Validemin tedarik ettiği ve tıpkı Karagümrük Dispanseri’nin içindeki kokuyla benzerlik taşıyan ilâç şişesini birkaç günde bir evin odalarına, özellikle misafir odasının ve yatak odasının köşelerine birkaçar damla halinde serptiğini hatırlıyorum. Meret nasıl da dispanser dispanser kokardı. Sonradan, şükür ki kolera tehdidi sona erdi ve nihai önlem (!) olarak da Sağmalcılar’ın ismi Bayrampaşa olarak değiştirildi! Konu da bu şekilde kapandı.

Fotoğrafa giren troleybüs tellerinden artık 1961’in sonbaharını geçmiş olduğumuzu anlıyoruz. Çünkü Fatih’e ilk troleybüs bu dönemde geldi. Bulvar’ın orta refüjüne ve kaldırımlarına dikili ağaçlarınsa henüz fidan şeklinde olmaları, 1960 sonlarında yeni haliyle trafiğe açılan Fevzipaşa’nın asfalt kaplamalı görünümüyle hizmete girmesinin üzerinden öyle pek de fazla bir süre geçmediğini imâ ediyor.

Sonbahar aylarından haftaiçi bir gün. Ama tam da öğle vakitleri. Güneş binanın güney-güneybatı cephesini tabak gibi aydınlatmış. Siyah önlüklü minik kız, velisiyle birlikte ya okula gidiyor, ya da henüz paydos etmiş, evlerine geri dönmekteler. Yazboyu güneş ışınlarına mâruz kalan ağaçların yaprakları artık iyiden iyiye kavrulmaya başlamış. Bir aya varmaz, tüm yapraklar ağacın gövdesini birer ikişer terkedecek.

Eskiden ağaçların yaprakları şimdikiler gibi arsız değildi.

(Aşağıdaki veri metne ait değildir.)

//! Layered client configuration: defaults, then YAML, then `FETCH_*` env.

use anyhow::Context;
use figment::Figment;
use figment::providers::{Env, Format, Serialized, Yaml};
use modkit_fetch::ClientConfig;
use std::path::Path;

/// Environment prefix; nested keys use `__` (`FETCH_TRANSPORT__MAX_REDIRECTS`)
pub const ENV_PREFIX: &str = "FETCH_";

/// Keys read from the environment, after the prefix is stripped. Headers are
/// not among them since env names cannot carry a header's spelling.
const ENV_KEYS: &[&str] = &[
    "base_url",
    "timeout",
    "json_by_default",
    "transport__user_agent",
    "transport__max_body_size",
    "transport__max_redirects",
];

/// Load the client configuration.
///
/// # Errors
/// Returns an error if the config file does not exist or a layer does not
/// match the [`ClientConfig`] shape.
pub fn load(path: Option<&Path>) -> anyhow::Result<ClientConfig> {
    if let Some(path) = path
        && !path.is_file()
    {
        anyhow::bail!("config file does not exist: {}", path.display());
    }

    figment(path)
        .extract()
        .context("invalid client configuration")
}

fn figment(path: Option<&Path>) -> Figment {
    let mut figment = Figment::from(Serialized::defaults(ClientConfig::default()));
    if let Some(path) = path {
        figment = figment.merge(Yaml::file(path));
    }
    figment.merge(env())
}

fn env() -> Env {
    Env::prefixed(ENV_PREFIX)
        .filter(|key| {
            ENV_KEYS
                .iter()
                .any(|known| key.as_str().eq_ignore_ascii_case(known))
        })
        .split("__")
}

#[cfg(test)]
#[cfg_attr(coverage_nightly, coverage(off))]
mod tests {
    use super::*;
    use modkit_fetch::DEFAULT_TIMEOUT;
    use std::time::Duration;

    #[test]
    fn test_defaults_without_file_or_env() {
        figment::Jail::expect_with(|_jail| {
            let config = load(None).map_err(|e| e.to_string())?;
            assert_eq!(config, ClientConfig::default());
            assert_eq!(config.timeout, DEFAULT_TIMEOUT);
            Ok(())
        });
    }

    #[test]
    fn test_yaml_then_env_layering() {
        figment::Jail::expect_with(|jail| {
            jail.create_file(
                "fetch.yaml",
                concat!(
                    "base_url: https://jsonplaceholder.typicode.com\n",
                    "timeout: 2s\n",
                    "headers:\n",
                    "  Accept: application/json\n",
                    "transport:\n",
                    "  max_redirects: 3\n",
                ),
            )?;
            jail.set_env("FETCH_TIMEOUT", "250ms");
            jail.set_env("FETCH_TRANSPORT__MAX_REDIRECTS", "0");

            let config = load(Some(Path::new("fetch.yaml"))).map_err(|e| e.to_string())?;
            assert_eq!(config.base_url, "https://jsonplaceholder.typicode.com");
            assert_eq!(config.timeout, Duration::from_millis(250));
            assert_eq!(config.headers.get("accept"), Some("application/json"));
            assert_eq!(config.transport.max_redirects, Some(0));
            assert!(config.json_by_default);
            Ok(())
        });
    }

    #[test]
    fn test_unrelated_env_is_ignored() {
        figment::Jail::expect_with(|jail| {
            jail.set_env("FETCH_UNRELATED", "1");
            jail.set_env("FETCH_HEADERS__X_API_KEY", "secret");
            jail.set_env("FETCH_TRANSPORT__USER_AGENT", "fetch-test/1.0");

            let config = load(None).map_err(|e| e.to_string())?;
            assert!(config.headers.is_empty());
            assert_eq!(
                config.transport.user_agent.as_deref(),
                Some("fetch-test/1.0")
            );
            assert_eq!(config.timeout, DEFAULT_TIMEOUT);
            Ok(())
        });
    }

    #[test]
    fn test_unknown_key_is_rejected() {
        figment::Jail::expect_with(|jail| {
            jail.create_file("fetch.yaml", "retries: 3")?;
            let err = load(Some(Path::new("fetch.yaml"))).unwrap_err();
            assert!(format!("{err:#}").contains("retries"), "{err:#}");
            Ok(())
        });
    }

    #[test]
    fn test_missing_file_is_an_error() {
        figment::Jail::expect_with(|_jail| {
            let err = load(Some(Path::new("absent.yaml"))).unwrap_err();
            assert!(err.to_string().contains("does not exist"));
            Ok(())
        });
    }
}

Eylül sonu-Ekim başı hepsi yerlerde, üzerlerine basılınca çıtır çıtır sesler çıkararak eziliveren, kavuniçiden ince bir örtü oluştururdu. Şimdikilerse utanmasalar Aralık sonu-Ocak başında bile ağaçlara tutunmakta ve yere düşmemekte ısrarcı olacaklar. Tabi günümüzde artık herşey değişiyor, ağaçlar mı değişmeyecek?

Anne mantolu, kız önlüklü, arkalarındaki oğlansa kazaklı. Isı güniçinde pek oynak geçmiş anlaşılan. Kadıncağız çocuklarına lâf geçirememiş; ne kıza hırkasını giydirebilmiş, ne de oğluna paltosunu. Bari hiç değilse kendini korumaya almış. Yoksa o hasta olursa, bütün aile üç dört gün perişan…

Cadde üzerinde trafik neredeyse hiç yok. Bunun iki nedeni olsa gerek: Hem o senelerdeki motorlu taşıt sayısının şimdikine göre çok daha azlığı, hem de Edirnekapı’dan sonra surdışına çıkışın bayağı bir zor olması. Çünkü sur duvarlarında iri ve enli bir gedik açılmasına henüz daha on yıl kadar var. Mihr-ü Mâh Camii’nin yanındaki eski taçkapıdan giriş-çıkışlar pek zahmetli. Tek şerit üzerinden karşıdan gelen vasıtaları beklemek, oldukça zaman kaybettiriyor.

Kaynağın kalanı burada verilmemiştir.